Why That Explanation Doesn’t Sit Right
Initially, it seemed like a reasonable response — but the more I thought about it, the more I questioned it.
If something is marked “public”, of course it should be discoverable. But when hundreds of organizations all “accidentally” expose sensitive data in the same way, it stops being a one-off customer mistake and becomes evidence of a design flaw.
If the defaults, warnings, or controls built into the platform consistently lead to high-impact misconfigurations, then the platform itself is complicit. And the fact that a fix had already been deployed was, in its own way, an acknowledgment that the original design wasn’t safe enough.
Calling this “intended functionality” doesn’t erase the fact that credit card and SSN data were all over Google.
Lessons Learned
- For organizations using BoardDocs/Diligent: Audit your “public” documents — don’t assume the platform is protecting you.
- For security researchers: Even when your initial report is dismissed, your instincts may still be right. Stay persistent.
- For vendors: “Working as intended” shouldn’t end the conversation — if the intended behavior consistently leads to sensitive data exposure, it needs to be redesigned.
Closing Thoughts
Ultimately, my report was closed as “intended functionality.” Not a big deal — except I submitted my findings months before the media reports surfaced.

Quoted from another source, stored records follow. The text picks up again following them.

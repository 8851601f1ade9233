//! Typed Rust key builders generated from key schemas.
//!
//! The runtime compiler in `keyschema-core` checks arguments when a key is
//! built. This crate turns the same schema into Rust source where every key
//! is a method whose parameters are exactly its placeholders, so argument
//! shape is checked by the compiler of the consuming crate:
//!
//! ```text
//! let keys = Keys::new();
//! keys.posts("p9").comments(2.0);   // "posts:p9:comments:2"
//! ```

mod error;
mod generate;
mod ident;

pub use error::CodegenError;
pub use generate::{CodegenOptions, DEFAULT_ROOT_NAME, generate_rust};
//! Static listing of every key a schema can produce.
//!
//! Unlike [`KeyBuilder::compile`](crate::KeyBuilder::compile), this walk
//! needs no arguments: placeholders of enclosing parameterizations stay
//! symbolic, so each leaf is described by a template such as
//! `posts:{postId}:comments:{page}`.

use crate::types::{KeyPart, NestedSchema, Placeholder, SchemaNode};

/// One leaf of a schema, described without arguments.
#[derive(Debug, Clone, PartialEq, Eq)]
pub struct KeyTemplate {
    /// Mapping keys from the root down to the key definition.
    pub path: Vec<String>,
    /// Placeholders of enclosing parameterizations, outermost first.
    pub inherited: Vec<Placeholder>,
    /// Placeholders of the key definition itself, in path order.
    pub local: Vec<Placeholder>,
    /// Full path template (prefix, then the definition's parts).
    pub parts: Vec<KeyPart>,
}

impl KeyTemplate {
    /// Mapping keys joined with `.`.
    pub fn dotted_path(&self) -> String {
        self.path.join(".")
    }

    /// Every placeholder needed to reach and build this key.
    pub fn arguments(&self) -> impl Iterator<Item = &Placeholder> {
        self.inherited.iter().chain(self.local.iter())
    }

    /// Renders the template, showing placeholders as `{name}`.
    ///
    /// Braces inside literal segments are doubled, so a literal `{id}`
    /// renders as `{{id}}` and never reads as a placeholder.
    ///
    /// # Examples
    ///
    /// ```
    /// use keyschema_core::*;
    ///
    /// let schema = NestedSchema::new().parameterized(
    ///     "posts",
    ///     parameterize(
    ///         Placeholder::string("postId"),
    ///         NestedSchema::new().key("comments", key!["comments", Placeholder::number("page")]),
    ///     )
    ///     .unwrap(),
    /// );
    /// let templates = key_templates(&schema);
    /// assert_eq!(templates[0].render(":"), "posts:{postId}:comments:{page}");
    /// assert_eq!(templates[0].dotted_path(), "posts.comments");
    /// ```
    pub fn render(&self, separator: &str) -> String {
        render_parts(&self.parts, separator)
    }
}

/// Renders key parts the way [`KeyTemplate::render`] does.
pub fn render_parts<'a>(parts: impl IntoIterator<Item = &'a KeyPart>, separator: &str) -> String {
    parts
        .into_iter()
        .map(|part| match part {
            KeyPart::Literal(text) => text.replace('{', "{{").replace('}', "}}"),
            KeyPart::Placeholder(p) => format!("{{{}}}", p.name()),
        })
        .collect::<Vec<_>>()
        .join(separator)
}

/// Lists every key definition reachable in `schema`, in traversal order.
///
/// Absent entries are left out, matching what the compiler produces.
pub fn key_templates(schema: &NestedSchema) -> Vec<KeyTemplate> {
    let mut out = Vec::new();
    collect(
        schema,
        &mut Vec::new(),
        &mut Vec::new(),
        &mut Vec::new(),
        &mut out,
    );
    out
}

fn collect(
    schema: &NestedSchema,
    path: &mut Vec<String>,
    prefix: &mut Vec<KeyPart>,
    inherited: &mut Vec<Placeholder>,
    out: &mut Vec<KeyTemplate>,
) {
    for (key, node) in schema.iter() {
        let Some(node) = node else {
            continue;
        };
        path.push(key.to_string());

        match node {
            SchemaNode::Key(def) => out.push(KeyTemplate {
                path: path.clone(),
                inherited: inherited.clone(),
                local: def.placeholders().cloned().collect(),
                parts: prefix.iter().chain(def.parts()).cloned().collect(),
            }),
            SchemaNode::Nested(nested) => {
                prefix.push(KeyPart::Literal(key.to_string()));
                collect(nested, path, prefix, inherited, out);
                prefix.pop();
            }
            SchemaNode::Parameterized(param) => {
                let prefix_len = prefix.len();
                let inherited_len = inherited.len();
                prefix.push(KeyPart::Literal(key.to_string()));
                prefix.extend(param.placeholders().iter().map(KeyPart::from));
                inherited.extend(param.placeholders().iter().cloned());
                collect(param.schema(), path, prefix, inherited, out);
                prefix.truncate(prefix_len);
                inherited.truncate(inherited_len);
            }
        }

        path.pop();
    }
}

Had the initial report been taken more seriously, some of that exposure might have been prevented.
This story isn’t about blame, it’s about awareness. Attackers don’t care whether something is called a bug, a feature, or a misconfiguration. If the data’s out there, it’s fair game.
So, whether you’re an organization using these tools or a vendor building them, make “safe by default” your north star because sometimes, intended functionality is exactly what gets people burned.